Erratum to: In vitro minimal growth storage of Saccharum spp. hybrid (genotype 88H0019) at two stages of direct somatic embryogenic regeneration

In vitro culture via somatic embryogenesis of Saccharum spp. germplasm is used routinely in our laboratories for micropropagation and production of transgenic lines. At times, due to greenhouse and field constraints, it is necessary to hold back material in culture. For this purpose, methods were established to slow down growth and development at two stages of a direct somatic embryogenesis protocol, viz. before embryo maturation and before plantlet acclimatization. Storage of globular somatic embryos of a single genotype, 88H0019, was achieved by transferring three-week old cultures to half-strength Murashige and Skoog (MS) basal salts and vitamin medium, 5 g l −1 sucrose, 0.6 mg l −1 2,4-dichlorophenoxyacetic acid (2,4-D), 0.5 g l −1 casein hydrolysate, 8 g l −1 agar, pH 5.8, at both 18 and 24 ± 2°C for 12 weeks, after which they were transferred to standard regeneration medium.
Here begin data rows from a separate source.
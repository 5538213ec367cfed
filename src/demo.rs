//! Background producer for demo mode.
//!
//! Logs to document sources through ordinary tracing macros with a `source`
//! field, so entries travel the same path as any instrumented producer:
//! tracing → [`crate::logging::SourceLogLayer`] → channel → workbench.

use std::sync::atomic::{AtomicBool, Ordering};
use std::sync::Arc;
use std::thread::{self, JoinHandle};
use std::time::Duration;
use tracing::{debug, error, info, warn};

/// A running producer thread. Stops and joins on drop.
#[derive(Debug)]
pub struct DemoProducer {
    stop: Arc<AtomicBool>,
    handle: Option<JoinHandle<()>>,
}

impl DemoProducer {
    /// Start logging to `sources` in turn, one event per `interval`.
    pub fn spawn(sources: Vec<String>, interval: Duration) -> Self {
        let stop = Arc::new(AtomicBool::new(false));
        let flag = Arc::clone(&stop);
        let handle = thread::spawn(move || {
            let mut step = 0u64;
            while !flag.load(Ordering::Relaxed) {
                if let Some(source) = sources.get((step as usize) % sources.len().max(1)) {
                    emit_step(source, step);
                }
                step += 1;
                thread::sleep(interval);
            }
        });

        Self {
            stop,
            handle: Some(handle),
        }
    }
}

impl Drop for DemoProducer {
    fn drop(&mut self) {
        self.stop.store(true, Ordering::Relaxed);
        if let Some(handle) = self.handle.take() {
            let _ = handle.join();
        }
    }
}

/// Emit the demo event for `step` to `source`.
pub fn emit_step(source: &str, step: u64) {
    let cell = step / 6 + 1;
    match step % 6 {
        0 => info!(source = %source, "cell [{}] executed", cell),
        1 => debug!(source = %source, "kernel idle after cell [{}]", cell),
        2 => warn!(source = %source, "cell [{}] took longer than 2s", cell),
        3 => error!(source = %source, "NameError: name 'x{}' is not defined", cell),
        4 => info!(
            source = %source,
            mime = "text/markdown",
            "**Result** of cell [{}]: `ok`",
            cell
        ),
        _ => info!(
            source = %source,
            mime = "application/json",
            "{{\"cell\":{},\"status\":\"ok\"}}",
            cell
        ),
    }
}
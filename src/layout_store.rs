//! Persists the viewer's layout record between runs.
//!
//! The file holds the JSON of a [`LayoutRecord`] while the viewer was open at
//! exit, and is removed otherwise.

use crate::workbench::LayoutRecord;
use std::io;
use std::path::{Path, PathBuf};
use tracing::warn;

/// Default layout file: `~/.local/state/sourcelog/layout.json`.
pub fn default_layout_path() -> PathBuf {
    match dirs::state_dir() {
        Some(state_dir) => state_dir.join("sourcelog").join("layout.json"),
        None => PathBuf::from("sourcelog-layout.json"),
    }
}

/// Read the saved record. Missing or unreadable files yield `None`.
pub fn load_layout(path: &Path) -> Option<LayoutRecord> {
    let contents = match std::fs::read_to_string(path) {
        Ok(contents) => contents,
        Err(e) if e.kind() == io::ErrorKind::NotFound => return None,
        Err(e) => {
            warn!(path = %path.display(), error = %e, "Failed to read layout");
            return None;
        }
    };

    match serde_json::from_str(&contents) {
        Ok(record) => Some(record),
        Err(e) => {
            warn!(path = %path.display(), error = %e, "Ignoring malformed layout");
            None
        }
    }
}

/// Save `record`, or remove the file when there is nothing to restore.
///
/// # Errors
///
/// Returns I/O errors from creating the directory or writing the file.
pub fn save_layout(path: &Path, record: Option<&LayoutRecord>) -> io::Result<()> {
    let Some(record) = record else {
        return match std::fs::remove_file(path) {
            Err(e) if e.kind() != io::ErrorKind::NotFound => Err(e),
            _ => Ok(()),
        };
    };

    if let Some(parent) = path.parent() {
        std::fs::create_dir_all(parent)?;
    }
    let json = serde_json::to_string(record).map_err(io::Error::other)?;
    std::fs::write(path, json)
}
For storage of whole plantlets, the highest survival rates and shoot re-growth after 8 months was observed at 18°C on half-strength MS and 10 g l −1 sucrose, with or without 30 g l −1 sorbitol. Genetic integrity of the plants was established by amplified fragment length polymorphism (AFLP) analysis and a low polymorphic rate of 0.005% was observed. Phenotypic stability was investigated by conducting standard agronomic and yield measurements after a further 8 months of field growth. Although stalk diameter was significantly smaller from all the minimal growth-derived plants, sucrose yield was not compromised when compared to a conventionally propagated field control.